### ACTIVITY
Search the records for the word "broadcast" and pick out every line that has it.

### DATA SECTION
⁂

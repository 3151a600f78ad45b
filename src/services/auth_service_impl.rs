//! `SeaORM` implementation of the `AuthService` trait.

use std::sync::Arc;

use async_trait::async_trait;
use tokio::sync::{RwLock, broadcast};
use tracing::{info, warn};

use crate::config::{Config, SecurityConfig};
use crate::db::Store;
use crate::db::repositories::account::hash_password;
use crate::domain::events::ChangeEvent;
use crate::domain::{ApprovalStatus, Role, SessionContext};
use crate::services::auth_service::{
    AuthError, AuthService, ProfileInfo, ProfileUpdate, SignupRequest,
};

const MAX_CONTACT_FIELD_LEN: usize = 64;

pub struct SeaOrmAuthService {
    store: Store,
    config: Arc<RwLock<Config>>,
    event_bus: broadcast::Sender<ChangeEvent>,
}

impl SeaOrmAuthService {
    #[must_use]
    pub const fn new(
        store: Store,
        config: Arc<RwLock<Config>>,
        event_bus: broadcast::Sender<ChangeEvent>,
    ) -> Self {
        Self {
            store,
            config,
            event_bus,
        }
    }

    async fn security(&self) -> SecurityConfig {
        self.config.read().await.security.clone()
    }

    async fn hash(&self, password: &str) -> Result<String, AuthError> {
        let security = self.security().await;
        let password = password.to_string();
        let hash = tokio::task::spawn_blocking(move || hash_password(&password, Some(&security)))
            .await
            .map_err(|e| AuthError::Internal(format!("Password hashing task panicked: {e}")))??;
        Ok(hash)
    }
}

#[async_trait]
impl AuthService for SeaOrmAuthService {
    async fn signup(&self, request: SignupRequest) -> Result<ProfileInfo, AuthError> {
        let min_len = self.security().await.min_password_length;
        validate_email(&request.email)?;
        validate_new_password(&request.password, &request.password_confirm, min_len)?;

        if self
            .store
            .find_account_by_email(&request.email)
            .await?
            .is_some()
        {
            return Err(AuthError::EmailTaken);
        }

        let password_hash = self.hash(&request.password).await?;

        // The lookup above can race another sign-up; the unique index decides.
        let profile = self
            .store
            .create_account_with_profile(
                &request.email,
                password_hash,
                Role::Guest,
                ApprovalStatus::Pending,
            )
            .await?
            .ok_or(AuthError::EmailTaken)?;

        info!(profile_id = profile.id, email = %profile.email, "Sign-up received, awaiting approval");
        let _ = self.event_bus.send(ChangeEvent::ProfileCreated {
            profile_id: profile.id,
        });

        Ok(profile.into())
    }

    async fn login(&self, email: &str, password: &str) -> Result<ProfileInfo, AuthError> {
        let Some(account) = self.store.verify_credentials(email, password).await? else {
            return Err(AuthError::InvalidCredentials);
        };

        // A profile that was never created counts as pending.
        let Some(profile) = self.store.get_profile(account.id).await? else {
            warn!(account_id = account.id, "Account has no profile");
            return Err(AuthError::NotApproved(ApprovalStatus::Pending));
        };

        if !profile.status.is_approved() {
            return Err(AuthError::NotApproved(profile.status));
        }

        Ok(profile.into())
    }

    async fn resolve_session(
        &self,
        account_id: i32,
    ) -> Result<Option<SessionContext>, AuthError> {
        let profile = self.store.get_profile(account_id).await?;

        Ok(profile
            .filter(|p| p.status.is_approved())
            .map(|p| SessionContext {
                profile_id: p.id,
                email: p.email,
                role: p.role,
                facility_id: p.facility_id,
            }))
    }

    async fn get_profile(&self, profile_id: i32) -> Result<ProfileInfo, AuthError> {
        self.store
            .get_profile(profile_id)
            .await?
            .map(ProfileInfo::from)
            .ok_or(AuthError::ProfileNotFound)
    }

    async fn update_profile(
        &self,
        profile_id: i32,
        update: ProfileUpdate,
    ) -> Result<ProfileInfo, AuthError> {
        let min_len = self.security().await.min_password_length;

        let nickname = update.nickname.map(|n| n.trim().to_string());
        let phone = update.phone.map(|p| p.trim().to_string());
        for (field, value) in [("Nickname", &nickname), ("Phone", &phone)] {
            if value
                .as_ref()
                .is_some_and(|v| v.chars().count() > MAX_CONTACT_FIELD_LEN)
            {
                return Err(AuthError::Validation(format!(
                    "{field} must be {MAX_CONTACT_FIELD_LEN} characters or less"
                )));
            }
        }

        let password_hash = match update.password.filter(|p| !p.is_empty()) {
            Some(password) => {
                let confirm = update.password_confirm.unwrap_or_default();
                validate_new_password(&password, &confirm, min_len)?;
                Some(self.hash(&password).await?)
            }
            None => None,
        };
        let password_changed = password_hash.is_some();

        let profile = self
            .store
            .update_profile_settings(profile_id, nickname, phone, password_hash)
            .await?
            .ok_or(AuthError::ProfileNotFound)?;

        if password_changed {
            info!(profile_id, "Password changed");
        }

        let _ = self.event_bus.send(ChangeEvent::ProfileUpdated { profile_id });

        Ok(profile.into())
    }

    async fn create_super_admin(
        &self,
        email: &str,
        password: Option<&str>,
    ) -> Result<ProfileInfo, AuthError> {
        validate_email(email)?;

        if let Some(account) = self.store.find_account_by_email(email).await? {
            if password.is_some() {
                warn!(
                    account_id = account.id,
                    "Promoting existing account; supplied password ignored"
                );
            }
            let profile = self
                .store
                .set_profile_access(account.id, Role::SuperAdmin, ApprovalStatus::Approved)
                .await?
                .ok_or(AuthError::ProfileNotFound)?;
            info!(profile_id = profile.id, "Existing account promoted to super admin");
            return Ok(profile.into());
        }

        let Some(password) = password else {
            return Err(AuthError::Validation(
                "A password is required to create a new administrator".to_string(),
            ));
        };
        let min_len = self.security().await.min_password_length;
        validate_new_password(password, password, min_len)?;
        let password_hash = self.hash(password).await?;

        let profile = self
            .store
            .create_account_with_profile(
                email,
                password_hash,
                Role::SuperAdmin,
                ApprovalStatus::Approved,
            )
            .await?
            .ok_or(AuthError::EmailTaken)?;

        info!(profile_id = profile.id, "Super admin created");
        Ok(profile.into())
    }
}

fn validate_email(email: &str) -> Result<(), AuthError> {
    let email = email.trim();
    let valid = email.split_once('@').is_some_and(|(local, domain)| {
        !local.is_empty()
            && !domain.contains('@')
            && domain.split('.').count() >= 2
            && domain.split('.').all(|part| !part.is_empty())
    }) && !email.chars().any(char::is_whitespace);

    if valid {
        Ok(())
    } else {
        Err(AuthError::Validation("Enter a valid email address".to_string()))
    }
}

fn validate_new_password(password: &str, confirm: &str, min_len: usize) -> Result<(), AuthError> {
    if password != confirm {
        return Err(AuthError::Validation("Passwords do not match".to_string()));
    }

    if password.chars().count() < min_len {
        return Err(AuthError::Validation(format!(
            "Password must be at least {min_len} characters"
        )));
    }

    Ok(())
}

⁂

### PROBLEM SOLUTION
use tokio::sync::{RwLock, broadcast};
    event_bus: broadcast::Sender<ChangeEvent>,
        event_bus: broadcast::Sender<ChangeEvent>,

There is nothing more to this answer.